Your task is to work out how many lines in the data that follows hold "SymbolHistory" and to state that number alone.

___ DATA LISTING

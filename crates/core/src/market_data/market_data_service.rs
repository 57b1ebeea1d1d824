use async_trait::async_trait;
use log::{debug, info, warn};
use std::sync::Arc;

use stocktracker_market_data::{
    parse_daily_series, parse_quote_payload, MarketBar, MarketDataError, MarketDataSource,
    RateLimiter, Symbol, SyntheticGenerator,
};

use super::market_data_constants::MAX_STORED_BARS_LIMIT;
use super::market_data_model::{BarsResponse, FetchOutcome, QuoteResponse, RateLimitStatus};
use super::market_data_traits::{BarStore, MarketDataServiceTrait};
use super::symbol_history::SymbolHistory;
use crate::errors::Result;

/// What to deliver when live retrieval fails for an unexpected reason.
///
/// Quota and rejection errors always reach the caller; this only governs
/// transport, payload, and parse failures.
#[derive(Clone, Copy, Debug, Default, PartialEq, Eq)]
pub enum FallbackPolicy {
    /// Serve a synthetic series in place of the error.
    #[default]
    Synthetic,
    /// Surface every error as-is.
    Disabled,
}

/// Orchestrates one acquisition: symbol check, admission, fetch, parse,
/// persistence, and the fallback decision.
pub struct MarketDataService {
    limiter: Arc<RateLimiter>,
    source: Arc<dyn MarketDataSource>,
    store: Arc<dyn BarStore>,
    generator: SyntheticGenerator,
    fallback: FallbackPolicy,
    history: SymbolHistory,
}

impl MarketDataService {
    pub fn new(
        limiter: Arc<RateLimiter>,
        source: Arc<dyn MarketDataSource>,
        store: Arc<dyn BarStore>,
    ) -> Self {
        Self {
            limiter,
            source,
            store,
            generator: SyntheticGenerator::new(),
            fallback: FallbackPolicy::default(),
            history: SymbolHistory::new(),
        }
    }

    pub fn with_fallback(mut self, fallback: FallbackPolicy) -> Self {
        self.fallback = fallback;
        self
    }

    pub fn with_generator(mut self, generator: SyntheticGenerator) -> Self {
        self.generator = generator;
        self
    }

    /// Take one slot from the limiter or fail without touching the network.
    fn admit(&self, symbol: &Symbol) -> Result<()> {
        if self.limiter.admit() {
            return Ok(());
        }
        let retry_after = self.limiter.retry_after();
        info!(
            "Request for {} rejected by local rate limiter, retry in {:?}",
            symbol, retry_after
        );
        Err(MarketDataError::LocalRateLimitExceeded { retry_after }.into())
    }

    async fn fetch_live_series(
        &self,
        symbol: &Symbol,
    ) -> std::result::Result<Vec<MarketBar>, MarketDataError> {
        let body = self.source.fetch_series(symbol).await?;
        parse_daily_series(symbol, &body)
    }

    async fn fetch_live_quote(
        &self,
        symbol: &Symbol,
    ) -> std::result::Result<MarketBar, MarketDataError> {
        let body = self.source.fetch_quote(symbol).await?;
        parse_quote_payload(symbol, &body)
    }

    /// Write each bar independently. Failures are collected, not raised.
    async fn persist(&self, symbol: &Symbol, bars: &[MarketBar]) -> Vec<String> {
        let mut failures = Vec::new();
        for bar in bars {
            if let Err(e) = self.store.store(symbol, bar).await {
                let error = MarketDataError::PersistenceError(format!(
                    "{} {}: {}",
                    symbol,
                    bar.timestamp.format("%Y-%m-%d"),
                    e
                ));
                warn!("{}", error);
                failures.push(error.to_string());
            }
        }
        if failures.is_empty() {
            debug!("Persisted {} bars for {}", bars.len(), symbol);
        }
        failures
    }

    /// Side effects of a failed live attempt on shared state.
    fn note_failure(&self, symbol: &Symbol, error: &MarketDataError) {
        match error {
            MarketDataError::UpstreamThrottled(_) => self.limiter.record_upstream_throttle(),
            MarketDataError::UpstreamRejected(_) | MarketDataError::NoTimeSeriesFound { .. } => {
                self.history.remove(symbol)
            }
            _ => {}
        }
    }
}

#[async_trait]
impl MarketDataServiceTrait for MarketDataService {
    async fn get_daily_bars(&self, symbol: &str) -> Result<BarsResponse> {
        let symbol = Symbol::parse(symbol)?;
        self.admit(&symbol)?;

        match self.fetch_live_series(&symbol).await {
            Ok(bars) => {
                let persistence_errors = self.persist(&symbol, &bars).await;
                self.history.record(&symbol);
                info!(
                    "Loaded {} bars for {} from {}",
                    bars.len(),
                    symbol,
                    self.source.id()
                );
                Ok(BarsResponse {
                    symbol,
                    bars,
                    outcome: FetchOutcome::Live,
                    persistence_errors,
                })
            }
            Err(e) => {
                self.note_failure(&symbol, &e);
                if self.fallback == FallbackPolicy::Synthetic && e.allows_synthetic_fallback() {
                    warn!(
                        "Live retrieval for {} failed ({}), serving synthetic bars",
                        symbol, e
                    );
                    Ok(BarsResponse {
                        bars: self.generator.generate(&symbol),
                        symbol,
                        outcome: FetchOutcome::Synthetic {
                            reason: e.to_string(),
                        },
                        persistence_errors: Vec::new(),
                    })
                } else {
                    warn!("Live retrieval for {} failed: {}", symbol, e);
                    Err(e.into())
                }
            }
        }
    }

    async fn get_quote(&self, symbol: &str) -> Result<QuoteResponse> {
        let symbol = Symbol::parse(symbol)?;
        self.admit(&symbol)?;

        let bar = self.fetch_live_quote(&symbol).await.map_err(|e| {
            self.note_failure(&symbol, &e);
            warn!("Quote retrieval for {} failed: {}", symbol, e);
            e
        })?;

        let persistence_errors = self.persist(&symbol, std::slice::from_ref(&bar)).await;
        Ok(QuoteResponse {
            symbol,
            bar,
            persistence_errors,
        })
    }

    async fn get_stored_bars(&self, symbol: &str, limit: usize) -> Result<Vec<MarketBar>> {
        let symbol = Symbol::parse(symbol)?;
        let limit = limit.clamp(1, MAX_STORED_BARS_LIMIT);
        self.store.history(&symbol, limit).await
    }

    fn recent_symbols(&self) -> Vec<Symbol> {
        self.history.symbols()
    }

    fn rate_limit_status(&self) -> RateLimitStatus {
        RateLimitStatus {
            limited: self.limiter.is_limited(),
            remaining: self.limiter.remaining(),
            retry_after_secs: self.limiter.retry_after().as_secs_f64().ceil() as u64,
        }
    }
}
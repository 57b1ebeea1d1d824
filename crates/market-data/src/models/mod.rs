//! Market data models
//!
//! - `bar` - The normalized OHLCV record (MarketBar)
//! - `symbol` - Validated ticker symbol (Symbol)

mod bar;
mod symbol;

pub use bar::MarketBar;
pub use symbol::{Symbol, SymbolError};
use chrono::Utc;
use serde_json::{Map, Value};

use super::series::{locate_series, SeriesLocation};
use super::{check_provider_errors, parse_object, parse_price, parse_volume};
use crate::errors::MarketDataError;
use crate::models::{MarketBar, Symbol};
use crate::validator::BarValidator;

/// Key holding the record in a `GLOBAL_QUOTE` response.
pub const GLOBAL_QUOTE_KEY: &str = "Global Quote";

/// Fields a quote must carry, checked in this order before any is read.
/// The provider's "price" is the bar's close.
pub const REQUIRED_QUOTE_FIELDS: [&str; 5] =
    ["02. open", "03. high", "04. low", "05. price", "06. volume"];

/// Parse a full `GLOBAL_QUOTE` response body into one bar stamped "now".
pub fn parse_quote_payload(symbol: &Symbol, body: &str) -> Result<MarketBar, MarketDataError> {
    let payload = parse_object(body)?;
    check_provider_errors(&payload)?;

    match payload.get(GLOBAL_QUOTE_KEY) {
        Some(Value::Object(quote)) if quote.is_empty() => {
            // The provider answers unknown symbols with an empty record.
            Err(MarketDataError::UpstreamRejected(format!(
                "No quote available for {}",
                symbol
            )))
        }
        Some(Value::Object(quote)) => parse_global_quote(symbol, quote),
        Some(_) => Err(MarketDataError::MalformedPayload(format!(
            "{} is not an object",
            GLOBAL_QUOTE_KEY
        ))),
        None => match locate_series(&payload) {
            SeriesLocation::Found { .. } => Err(MarketDataError::WrongEndpointShape {
                expected: "quote",
                found: "time series".to_string(),
            }),
            SeriesLocation::WrongShape | SeriesLocation::NotFound(_) => {
                let mut keys: Vec<String> = payload.keys().cloned().collect();
                keys.sort();
                Err(MarketDataError::MalformedPayload(format!(
                    "missing {} (keys: {})",
                    GLOBAL_QUOTE_KEY,
                    keys.join(", ")
                )))
            }
        },
    }
}

/// Convert a quote record into a bar.
///
/// All required fields are checked for presence first, so a missing field is
/// reported by name even when another field holds garbage.
pub fn parse_global_quote(
    symbol: &Symbol,
    quote: &Map<String, Value>,
) -> Result<MarketBar, MarketDataError> {
    if let Some(missing) = REQUIRED_QUOTE_FIELDS
        .iter()
        .find(|field| !quote.contains_key(**field))
    {
        return Err(MarketDataError::MissingQuoteField {
            field: missing.to_string(),
        });
    }

    let [open, high, low, price, volume] = REQUIRED_QUOTE_FIELDS;
    let bar = MarketBar::new(
        symbol.clone(),
        Utc::now(),
        parse_price(open, &quote[open])?,
        parse_price(high, &quote[high])?,
        parse_price(low, &quote[low])?,
        parse_price(price, &quote[price])?,
        parse_volume(volume, &quote[volume])?,
    );

    BarValidator::new().validate(&bar)?;
    Ok(bar)
}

______

PROBLEM SOLUTION » 3